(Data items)
========

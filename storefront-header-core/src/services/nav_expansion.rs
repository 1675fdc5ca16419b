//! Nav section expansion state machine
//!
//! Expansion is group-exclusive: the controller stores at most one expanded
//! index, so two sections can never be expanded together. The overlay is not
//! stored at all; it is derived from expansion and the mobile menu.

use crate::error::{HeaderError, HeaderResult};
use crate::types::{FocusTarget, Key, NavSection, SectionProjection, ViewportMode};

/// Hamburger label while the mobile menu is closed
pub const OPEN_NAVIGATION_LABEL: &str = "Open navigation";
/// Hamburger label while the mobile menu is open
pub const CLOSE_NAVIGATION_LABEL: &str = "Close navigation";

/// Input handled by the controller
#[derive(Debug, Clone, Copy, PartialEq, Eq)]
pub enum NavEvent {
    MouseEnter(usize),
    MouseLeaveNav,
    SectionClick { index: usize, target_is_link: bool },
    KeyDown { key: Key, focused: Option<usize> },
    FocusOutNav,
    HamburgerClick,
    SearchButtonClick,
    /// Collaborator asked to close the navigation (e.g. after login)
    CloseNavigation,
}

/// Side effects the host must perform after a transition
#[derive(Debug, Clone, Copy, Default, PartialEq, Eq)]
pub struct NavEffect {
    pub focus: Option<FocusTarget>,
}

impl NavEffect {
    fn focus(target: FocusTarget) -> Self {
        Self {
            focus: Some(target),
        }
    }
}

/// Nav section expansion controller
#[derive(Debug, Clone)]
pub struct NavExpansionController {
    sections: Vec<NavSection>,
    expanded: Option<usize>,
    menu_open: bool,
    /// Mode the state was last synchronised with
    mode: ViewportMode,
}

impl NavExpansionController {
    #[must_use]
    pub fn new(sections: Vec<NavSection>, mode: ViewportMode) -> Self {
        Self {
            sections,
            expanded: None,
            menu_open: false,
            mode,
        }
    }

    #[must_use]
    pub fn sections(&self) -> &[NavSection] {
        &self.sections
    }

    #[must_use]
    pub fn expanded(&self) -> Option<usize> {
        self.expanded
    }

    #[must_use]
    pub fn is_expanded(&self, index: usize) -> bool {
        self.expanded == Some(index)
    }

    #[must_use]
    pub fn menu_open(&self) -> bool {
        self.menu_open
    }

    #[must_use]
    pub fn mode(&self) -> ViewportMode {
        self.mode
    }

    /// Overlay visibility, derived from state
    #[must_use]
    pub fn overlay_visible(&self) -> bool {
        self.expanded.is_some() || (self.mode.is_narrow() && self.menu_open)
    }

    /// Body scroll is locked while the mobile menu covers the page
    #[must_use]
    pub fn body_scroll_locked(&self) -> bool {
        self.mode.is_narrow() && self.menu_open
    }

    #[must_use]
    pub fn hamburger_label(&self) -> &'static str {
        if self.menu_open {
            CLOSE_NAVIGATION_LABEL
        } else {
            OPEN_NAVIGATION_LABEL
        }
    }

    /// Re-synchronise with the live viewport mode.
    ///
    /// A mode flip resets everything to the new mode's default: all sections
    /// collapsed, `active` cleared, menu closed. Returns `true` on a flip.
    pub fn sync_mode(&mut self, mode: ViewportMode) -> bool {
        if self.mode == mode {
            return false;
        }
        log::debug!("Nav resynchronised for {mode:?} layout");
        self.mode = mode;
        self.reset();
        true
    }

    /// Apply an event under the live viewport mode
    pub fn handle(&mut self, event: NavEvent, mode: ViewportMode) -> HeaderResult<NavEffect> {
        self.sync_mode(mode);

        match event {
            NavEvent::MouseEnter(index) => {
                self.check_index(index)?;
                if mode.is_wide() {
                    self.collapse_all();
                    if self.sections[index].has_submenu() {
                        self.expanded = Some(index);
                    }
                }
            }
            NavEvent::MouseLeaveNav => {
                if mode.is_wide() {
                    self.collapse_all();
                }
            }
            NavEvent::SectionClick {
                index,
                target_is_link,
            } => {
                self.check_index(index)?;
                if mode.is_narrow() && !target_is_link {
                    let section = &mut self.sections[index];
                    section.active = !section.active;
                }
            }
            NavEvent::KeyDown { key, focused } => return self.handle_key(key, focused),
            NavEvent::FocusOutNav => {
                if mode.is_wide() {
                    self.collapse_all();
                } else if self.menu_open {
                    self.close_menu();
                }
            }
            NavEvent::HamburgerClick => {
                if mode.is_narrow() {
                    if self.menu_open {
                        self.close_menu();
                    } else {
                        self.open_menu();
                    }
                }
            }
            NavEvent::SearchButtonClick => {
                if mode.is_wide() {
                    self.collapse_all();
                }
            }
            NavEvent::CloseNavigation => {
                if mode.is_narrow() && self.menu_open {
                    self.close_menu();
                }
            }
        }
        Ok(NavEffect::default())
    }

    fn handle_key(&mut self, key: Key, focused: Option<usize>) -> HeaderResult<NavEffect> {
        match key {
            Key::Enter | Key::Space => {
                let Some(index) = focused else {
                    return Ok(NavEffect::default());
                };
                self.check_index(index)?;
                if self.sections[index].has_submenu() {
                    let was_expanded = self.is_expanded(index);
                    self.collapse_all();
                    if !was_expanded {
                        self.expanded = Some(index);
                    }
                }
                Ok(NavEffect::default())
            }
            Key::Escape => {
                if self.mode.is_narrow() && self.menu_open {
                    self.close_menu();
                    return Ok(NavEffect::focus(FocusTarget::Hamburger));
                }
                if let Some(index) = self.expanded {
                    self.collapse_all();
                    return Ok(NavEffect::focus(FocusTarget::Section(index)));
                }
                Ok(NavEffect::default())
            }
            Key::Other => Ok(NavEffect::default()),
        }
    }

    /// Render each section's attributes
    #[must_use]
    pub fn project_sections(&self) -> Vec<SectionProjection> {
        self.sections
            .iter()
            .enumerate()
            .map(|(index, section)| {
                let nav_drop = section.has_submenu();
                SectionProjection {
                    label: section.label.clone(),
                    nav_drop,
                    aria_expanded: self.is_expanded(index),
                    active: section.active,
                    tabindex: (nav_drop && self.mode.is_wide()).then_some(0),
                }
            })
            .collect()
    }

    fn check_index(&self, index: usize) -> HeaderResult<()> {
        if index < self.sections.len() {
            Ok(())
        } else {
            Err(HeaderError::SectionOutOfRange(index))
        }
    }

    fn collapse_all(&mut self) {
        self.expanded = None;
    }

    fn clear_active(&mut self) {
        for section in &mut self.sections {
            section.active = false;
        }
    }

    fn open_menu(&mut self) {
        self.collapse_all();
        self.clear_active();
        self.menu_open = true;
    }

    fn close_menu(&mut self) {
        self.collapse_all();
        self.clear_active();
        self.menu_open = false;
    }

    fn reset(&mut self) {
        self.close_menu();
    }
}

========

### To do
Exactly the lines from the start of the entries through the one bearing "overlay is not" are to be output, with both ends included.

### Final answer
filename storefront-header-core/src/services/nav_expansion.rs
repository 1675fdc5ca16419b
//! Nav section expansion state machine
//!
//! Expansion is group-exclusive: the controller stores at most one expanded
//! index, so two sections can never be expanded together. The overlay is not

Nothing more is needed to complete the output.